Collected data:
* * *

impl Engine {
    /// Create an engine. Nothing touches the network until [`launch`](Self::launch).
    pub fn new(config: EngineConfig, presenter: impl Presenter) -> Self {
        Self {
            inner: Arc::new(EngineInner {
                ctx: Arc::new(EngineContext {
                    config,
                    registry: TransferRegistry::new(),
                    presenter: Arc::new(presenter),
                }),
                running: Mutex::new(None),
            }),
        }
    }

    /// Engine settings.
    #[must_use]
    pub fn config(&self) -> &EngineConfig {
        &self.inner.ctx.config
    }

    fn registry(&self) -> &TransferRegistry {
        &self.inner.ctx.registry
    }

    /// Bind the listener and start the listener and telemetry loops.
    ///
    /// Returns the bound address as soon as both loops are running.
    ///
    /// # Errors
    ///
    /// Returns an error if the port cannot be bound or the engine is
    /// already running.
    pub async fn launch(&self) -> Result<SocketAddr> {
        let mut running = self.inner.running.lock().await;
        if running.is_some() {
            return Err(Error::Internal("engine already launched".to_string()));
        }

        let config = &self.inner.ctx.config;
        let listener = TcpListener::bind(SocketAddr::new(config.bind_address, config.port)).await?;
        let local_addr = listener.local_addr()?;
        tracing::info!("Listening for transfers on {}", local_addr);

        let listener = tokio::spawn(connection::run_listener(
            listener,
            Arc::clone(&self.inner.ctx),
        ));
        let telemetry = tokio::spawn(telemetry::run_telemetry(Arc::clone(&self.inner.ctx)));

        *running = Some(Running {
            local_addr,
            listener,
            telemetry,
        });
        Ok(local_addr)
    }

    /// Address the listener is bound to, once launched.
    pub async fn local_addr(&self) -> Option<SocketAddr> {
        self.inner.running.lock().await.as_ref().map(|r| r.local_addr)
    }

    /// Stop accepting connections and stop telemetry.
    ///
    /// Transfers already in flight keep running.
    pub async fn shutdown(&self) {
        if let Some(running) = self.inner.running.lock().await.take() {
            running.listener.abort();
            running.telemetry.abort();
            tracing::info!("Engine on {} shut down", running.local_addr);
        }
    }

    /// Offer a file to the peer at `peer_ip`, on the configured port.
    ///
    /// See [`initiate_transfer_to`](Self::initiate_transfer_to).
    pub async fn initiate_transfer(
        &self,
        peer_ip: IpAddr,
        path: impl AsRef<Path>,
    ) -> Result<TransferId> {
        let addr = SocketAddr::new(peer_ip, self.config().port);
        self.initiate_transfer_to(addr, path).await
    }

    /// Offer a file to `peer` and wait for the answer.
    ///
    /// The file is hashed before anything is sent. On ACCEPT the sender loop
    /// starts streaming in the background; on REJECT the transfer ends as
    /// rejected. Either way the transfer ID is returned.
    ///
    /// # Errors
    ///
    /// Returns an error if the file cannot be read, the peer cannot be
    /// reached or does not answer within the response timeout. The transfer
    /// is not kept in that case.
    pub async fn initiate_transfer_to(
        &self,
        peer: SocketAddr,
        path: impl AsRef<Path>,
    ) -> Result<TransferId> {
        let path = path.as_ref();
        let config = self.config();
        let metadata = FileMetadata::from_path(path).await?;
        let hash = file::hash_file(path, config.hash_chunk_size).await?;

        let stream = TcpStream::connect(peer)
            .await
            .map_err(|e| Error::ConnectFailed {
                addr: peer,
                reason: e.to_string(),
            })?;
        if let Err(e) = configure_tcp_keepalive(&stream) {
            tracing::warn!("Failed to enable keep-alive for {}: {}", peer, e);
        }
        let (mut reader, writer) = stream.into_split();
        let connection = Arc::new(ConnectionWriter::new(writer, peer));

        let id = TransferId::new();
        let request = RequestPayload {
            file_name: metadata.file_name.clone(),
            file_size: metadata.size,
            hash,
        };
        let payload = protocol::encode_payload(&request)?;
        let entry = Arc::new(TransferEntry::new(
            id,
            request,
            TransferDirection::Outbound,
            Some(metadata.path.clone()),
            Arc::clone(&connection),
        ));
        self.registry().insert(Arc::clone(&entry)).await?;

        tracing::info!(
            "Offering '{}' ({}) to {} as transfer {}",
            metadata.file_name,
            file::format_size(metadata.size),
            peer,
            id
        );

        let decision = match self.await_decision(&entry, &mut reader, &payload).await {
            Ok(decision) => decision,
            Err(e) => {
                self.registry().remove(id).await;
                connection.close().await;
                return Err(e);
            }
        };

        match decision {
            Decision::Accepted => self.start_sending(entry, reader, &metadata.path).await?,
            Decision::Rejected => {
                entry
                    .transition(|s| (s == TransferStatus::Requested).then_some(TransferStatus::Rejected))
                    .await
                    .map_err(|status| Error::InvalidState {
                        id,
                        operation: "reject",
                        status,
                    })?;
                connection.close().await;
                tracing::info!("Transfer {} rejected by {}", id, peer);
                self.inner
                    .ctx
                    .presenter
                    .present_rejected_transfer(entry.snapshot().await);
            }
        }

        Ok(id)
    }

    async fn await_decision(
        &self,
        entry: &TransferEntry,
        reader: &mut OwnedReadHalf,
        request: &[u8],
    ) -> Result<Decision> {
        entry
            .connection()
            .send(MessageType::Request, entry.id(), request)
            .await?;

        loop {
            let frame =
                protocol::read_frame_with_timeout(reader, self.config().response_timeout).await?;
            if frame.transfer_id() != entry.id() {
                tracing::warn!(
                    "Ignoring {} for unknown transfer {}",
                    frame.message_type(),
                    frame.transfer_id()
                );
                continue;
            }
            return match frame.message_type() {
                MessageType::Accept => Ok(Decision::Accepted),
                MessageType::Reject => Ok(Decision::Rejected),
                MessageType::Cancel => Err(Error::TransferCancelled),
                other => Err(Error::UnexpectedMessage {
                    expected: "ACCEPT or REJECT".to_string(),
                    actual: other.to_string(),
                }),
            };
        }
    }

    async fn start_sending(
        &self,
        entry: Arc<TransferEntry>,
        reader: OwnedReadHalf,
        path: &Path,
    ) -> Result<()> {
        let ctx = &self.inner.ctx;
        if let Err(e) = open_source(&entry, path).await {
            ctx.cancel_after_failure(&entry, &e).await;
            return Err(e);
        }

        tracing::info!("Transfer {} accepted by {}", entry.id(), entry.peer());
        tokio::spawn(sender::run_sender(Arc::clone(&entry), Arc::clone(ctx)));
        tokio::spawn(connection::run_handler(reader, entry, Arc::clone(ctx)));
        Ok(())
    }

    /// Accept an incoming transfer, saving it into `directory`.
    ///
    /// Returns the destination path. Only the final component of the
    /// announced file name is used.
    ///
    /// # Errors
    ///
    /// Returns an error if the transfer is unknown, not an inbound request,
    /// or the destination cannot be created. An existing file is never
    /// replaced: that is [`Error::InvalidPath`] and the transfer is cancelled.
    pub async fn accept_transfer(
        &self,
        id: TransferId,
        directory: impl AsRef<Path>,
    ) -> Result<PathBuf> {
        let entry = self.inbound_request(id, "accept").await?;
        let destination = file::destination_path(directory.as_ref(), entry.file_name())
            .ok_or_else(|| Error::InvalidPath(entry.file_name().to_string()))?;

        entry
            .transition(|s| (s == TransferStatus::Requested).then_some(TransferStatus::Accepted))
            .await
            .map_err(|status| Error::InvalidState {
                id,
                operation: "accept",
                status,
            })?;

        let opened = match create_destination(&destination).await {
            Ok(file) => entry.attach_file(file, destination.clone()).await,
            Err(e) => Err(e),
        };
        let accepted = match opened {
            Ok(()) => entry.connection().send(MessageType::Accept, id, &[]).await,
            Err(e) => Err(e),
        };
        if let Err(e) = accepted {
            self.inner.ctx.cancel_after_failure(&entry, &e).await;
            return Err(e);
        }
        tracing::info!(
            "Accepted transfer {}, saving to {}",
            id,
            destination.display()
        );

        if entry.file_size() == 0 {
            connection::complete_inbound(&entry).await?;
        }
        Ok(destination)
    }

    /// Decline an incoming transfer. No file is ever created.
    ///
    /// # Errors
    ///
    /// Returns an error if the transfer is unknown or not an inbound request.
    pub async fn reject_transfer(&self, id: TransferId) -> Result<()> {
        let entry = self.inbound_request(id, "reject").await?;
        entry
            .transition(|s| (s == TransferStatus::Requested).then_some(TransferStatus::Rejected))
            .await
            .map_err(|status| Error::InvalidState {
                id,
                operation: "reject",
                status,
            })?;

        let sent = entry.connection().send(MessageType::Reject, id, &[]).await;
        entry.connection().close().await;
        tracing::info!("Rejected transfer {}", id);
        sent
    }

    /// Abort an active transfer on both sides.
    ///
    /// # Errors
    ///
    /// Returns an error if the transfer is unknown or not active.
    pub async fn cancel_transfer(&self, id: TransferId) -> Result<()> {
        let entry = self.registry().get(id).await?;
        let status = entry.status();
        if !status.is_active() || !entry.terminate(TransferStatus::Cancelled).await {
            return Err(Error::InvalidState {
                id,
                operation: "cancel",
                status: entry.status(),
            });
        }

        if let Err(e) = entry.connection().send(MessageType::Cancel, id, &[]).await {
            tracing::debug!("Could not send CANCEL for transfer {}: {}", id, e);
        }
        entry.connection().close().await;
        tracing::info!("Cancelled transfer {}", id);
        Ok(())
    }

    /// Pause a running transfer, or resume a paused one.
    ///
    /// Returns the new status.
    ///
    /// # Errors
    ///
    /// Returns an error if the transfer is unknown or not active.
    pub async fn toggle_pause(&self, id: TransferId) -> Result<TransferStatus> {
        let entry = self.registry().get(id).await?;
        let next = entry
            .transition(|s| match s {
                TransferStatus::Accepted | TransferStatus::Resumed => Some(TransferStatus::Paused),
                TransferStatus::Paused => Some(TransferStatus::Resumed),
                _ => None,
            })
            .await
            .map_err(|status| Error::InvalidState {
                id,
                operation: "pause or resume",
                status,
            })?;

        let message = if next == TransferStatus::Paused {
            MessageType::Pause
        } else {
            MessageType::Resume
        };
        if let Err(e) = entry.connection().send(message, id, &[]).await {
            self.inner.ctx.cancel_after_failure(&entry, &e).await;
            return Err(e);
        }
        tracing::info!("Transfer {} {}", id, next);
        Ok(next)
    }

    /// Current state of one transfer.
    ///
    /// # Errors
    ///
    /// Returns [`Error::TransferNotFound`] for unknown IDs.
    pub async fn snapshot(&self, id: TransferId) -> Result<TransferSnapshot> {
        Ok(self.registry().get(id).await?.snapshot().await)
    }

    /// Current state of every transfer, finished ones included.
    pub async fn transfers(&self) -> HashMap<TransferId, TransferSnapshot> {
        self.registry().snapshots().await
    }

    async fn inbound_request(
        &self,
        id: TransferId,
        operation: &'static str,
    ) -> Result<Arc<TransferEntry>> {
        let entry = self.registry().get(id).await?;
        let status = entry.status();
        if entry.direction() != TransferDirection::Inbound || status != TransferStatus::Requested {
            return Err(Error::InvalidState {
                id,
                operation,
                status,
            });
        }
        Ok(entry)
    }
}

* * *

▶ About this task
Look through the data above and report every line in which "both" appears.

▶ Response for this exercise
    /// Returns the bound address as soon as both loops are running.
    /// Abort an active transfer on both sides.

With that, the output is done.